__Aim of the exercise__:
Your response should be the listing below, repeated exactly and in full.

__Source information__:
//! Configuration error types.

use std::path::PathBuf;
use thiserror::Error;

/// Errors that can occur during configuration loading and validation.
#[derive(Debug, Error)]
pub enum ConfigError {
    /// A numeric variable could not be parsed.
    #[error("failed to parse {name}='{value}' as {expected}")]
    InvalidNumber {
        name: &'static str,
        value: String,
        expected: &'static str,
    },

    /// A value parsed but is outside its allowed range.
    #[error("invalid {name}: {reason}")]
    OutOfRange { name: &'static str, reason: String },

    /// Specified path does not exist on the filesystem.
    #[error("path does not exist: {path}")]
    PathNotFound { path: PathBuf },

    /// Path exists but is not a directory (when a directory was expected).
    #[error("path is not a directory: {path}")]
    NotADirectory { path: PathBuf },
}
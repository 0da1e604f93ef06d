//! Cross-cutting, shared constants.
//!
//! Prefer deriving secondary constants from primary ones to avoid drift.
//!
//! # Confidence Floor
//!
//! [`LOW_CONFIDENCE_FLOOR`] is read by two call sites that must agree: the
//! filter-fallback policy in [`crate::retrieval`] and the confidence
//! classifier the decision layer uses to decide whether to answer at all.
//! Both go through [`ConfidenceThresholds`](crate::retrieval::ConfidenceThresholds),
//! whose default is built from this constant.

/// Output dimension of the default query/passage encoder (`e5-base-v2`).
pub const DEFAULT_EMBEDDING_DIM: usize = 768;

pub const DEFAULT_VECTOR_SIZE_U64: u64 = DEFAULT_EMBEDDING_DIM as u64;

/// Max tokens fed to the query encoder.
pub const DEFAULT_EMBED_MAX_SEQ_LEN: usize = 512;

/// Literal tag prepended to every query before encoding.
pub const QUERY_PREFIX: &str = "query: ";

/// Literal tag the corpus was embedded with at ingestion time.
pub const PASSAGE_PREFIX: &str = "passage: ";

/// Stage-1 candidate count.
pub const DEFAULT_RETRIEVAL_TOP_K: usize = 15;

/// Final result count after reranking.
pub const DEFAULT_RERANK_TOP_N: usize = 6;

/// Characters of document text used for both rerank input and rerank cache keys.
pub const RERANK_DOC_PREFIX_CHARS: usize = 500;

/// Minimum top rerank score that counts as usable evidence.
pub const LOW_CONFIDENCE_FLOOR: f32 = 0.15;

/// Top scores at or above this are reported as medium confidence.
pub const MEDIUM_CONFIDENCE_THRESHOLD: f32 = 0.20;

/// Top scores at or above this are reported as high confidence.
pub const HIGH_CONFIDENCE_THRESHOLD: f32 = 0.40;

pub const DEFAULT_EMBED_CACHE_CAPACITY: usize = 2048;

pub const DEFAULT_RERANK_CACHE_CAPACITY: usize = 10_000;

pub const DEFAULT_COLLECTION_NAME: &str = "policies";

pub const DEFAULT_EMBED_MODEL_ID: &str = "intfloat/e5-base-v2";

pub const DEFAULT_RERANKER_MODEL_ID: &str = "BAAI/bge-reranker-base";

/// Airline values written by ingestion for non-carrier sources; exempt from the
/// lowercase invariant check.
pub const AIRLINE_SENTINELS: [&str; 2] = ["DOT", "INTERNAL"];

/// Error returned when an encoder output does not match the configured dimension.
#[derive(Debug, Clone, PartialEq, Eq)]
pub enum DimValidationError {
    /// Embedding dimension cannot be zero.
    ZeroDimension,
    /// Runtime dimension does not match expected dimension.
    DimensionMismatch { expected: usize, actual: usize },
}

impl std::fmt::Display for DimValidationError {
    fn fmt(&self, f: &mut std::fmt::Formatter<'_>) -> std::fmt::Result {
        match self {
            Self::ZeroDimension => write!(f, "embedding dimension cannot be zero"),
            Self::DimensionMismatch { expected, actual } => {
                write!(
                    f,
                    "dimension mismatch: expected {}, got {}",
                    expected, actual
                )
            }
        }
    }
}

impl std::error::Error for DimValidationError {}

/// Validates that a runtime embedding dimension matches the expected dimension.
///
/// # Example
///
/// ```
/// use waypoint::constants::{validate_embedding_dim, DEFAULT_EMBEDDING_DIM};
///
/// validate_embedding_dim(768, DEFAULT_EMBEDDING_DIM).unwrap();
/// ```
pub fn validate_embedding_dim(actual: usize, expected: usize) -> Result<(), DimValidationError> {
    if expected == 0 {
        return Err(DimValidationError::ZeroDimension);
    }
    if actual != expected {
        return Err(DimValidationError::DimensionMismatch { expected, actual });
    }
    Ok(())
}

__Response below__:
//! Configuration error types.

use std::path::PathBuf;
use thiserror::Error;

/// Errors that can occur during configuration loading and validation.
#[derive(Debug, Error)]
pub enum ConfigError {
    /// A numeric variable could not be parsed.
    #[error("failed to parse {name}='{value}' as {expected}")]
    InvalidNumber {
        name: &'static str,
        value: String,
        expected: &'static str,
    },

    /// A value parsed but is outside its allowed range.
    #[error("invalid {name}: {reason}")]
    OutOfRange { name: &'static str, reason: String },

    /// Specified path does not exist on the filesystem.
    #[error("path does not exist: {path}")]
    PathNotFound { path: PathBuf },

    /// Path exists but is not a directory (when a directory was expected).
    #[error("path is not a directory: {path}")]
    NotADirectory { path: PathBuf },
}
repository 0da1e604f93ef06d
//! Cross-cutting, shared constants.
//!
//! Prefer deriving secondary constants from primary ones to avoid drift.
//!
//! # Confidence Floor
//!
//! [`LOW_CONFIDENCE_FLOOR`] is read by two call sites that must agree: the
//! filter-fallback policy in [`crate::retrieval`] and the confidence
//! classifier the decision layer uses to decide whether to answer at all.
//! Both go through [`ConfidenceThresholds`](crate::retrieval::ConfidenceThresholds),
//! whose default is built from this constant.

/// Output dimension of the default query/passage encoder (`e5-base-v2`).
pub const DEFAULT_EMBEDDING_DIM: usize = 768;

pub const DEFAULT_VECTOR_SIZE_U64: u64 = DEFAULT_EMBEDDING_DIM as u64;

/// Max tokens fed to the query encoder.
pub const DEFAULT_EMBED_MAX_SEQ_LEN: usize = 512;

/// Literal tag prepended to every query before encoding.
pub const QUERY_PREFIX: &str = "query: ";

/// Literal tag the corpus was embedded with at ingestion time.
pub const PASSAGE_PREFIX: &str = "passage: ";

/// Stage-1 candidate count.
pub const DEFAULT_RETRIEVAL_TOP_K: usize = 15;

/// Final result count after reranking.
pub const DEFAULT_RERANK_TOP_N: usize = 6;

/// Characters of document text used for both rerank input and rerank cache keys.
pub const RERANK_DOC_PREFIX_CHARS: usize = 500;

/// Minimum top rerank score that counts as usable evidence.
pub const LOW_CONFIDENCE_FLOOR: f32 = 0.15;

/// Top scores at or above this are reported as medium confidence.
pub const MEDIUM_CONFIDENCE_THRESHOLD: f32 = 0.20;

/// Top scores at or above this are reported as high confidence.
pub const HIGH_CONFIDENCE_THRESHOLD: f32 = 0.40;

pub const DEFAULT_EMBED_CACHE_CAPACITY: usize = 2048;

pub const DEFAULT_RERANK_CACHE_CAPACITY: usize = 10_000;

pub const DEFAULT_COLLECTION_NAME: &str = "policies";

pub const DEFAULT_EMBED_MODEL_ID: &str = "intfloat/e5-base-v2";

pub const DEFAULT_RERANKER_MODEL_ID: &str = "BAAI/bge-reranker-base";

/// Airline values written by ingestion for non-carrier sources; exempt from the
/// lowercase invariant check.
pub const AIRLINE_SENTINELS: [&str; 2] = ["DOT", "INTERNAL"];

/// Error returned when an encoder output does not match the configured dimension.
#[derive(Debug, Clone, PartialEq, Eq)]
pub enum DimValidationError {
    /// Embedding dimension cannot be zero.
    ZeroDimension,
    /// Runtime dimension does not match expected dimension.
    DimensionMismatch { expected: usize, actual: usize },
}

impl std::fmt::Display for DimValidationError {
    fn fmt(&self, f: &mut std::fmt::Formatter<'_>) -> std::fmt::Result {
        match self {
            Self::ZeroDimension => write!(f, "embedding dimension cannot be zero"),
            Self::DimensionMismatch { expected, actual } => {
                write!(
                    f,
                    "dimension mismatch: expected {}, got {}",
                    expected, actual
                )
            }
        }
    }
}

impl std::error::Error for DimValidationError {}

/// Validates that a runtime embedding dimension matches the expected dimension.
///
/// # Example
///
/// ```
/// use waypoint::constants::{validate_embedding_dim, DEFAULT_EMBEDDING_DIM};
///
/// validate_embedding_dim(768, DEFAULT_EMBEDDING_DIM).unwrap();
/// ```
pub fn validate_embedding_dim(actual: usize, expected: usize) -> Result<(), DimValidationError> {
    if expected == 0 {
        return Err(DimValidationError::ZeroDimension);
    }
    if actual != expected {
        return Err(DimValidationError::DimensionMismatch { expected, actual });
    }
    Ok(())
}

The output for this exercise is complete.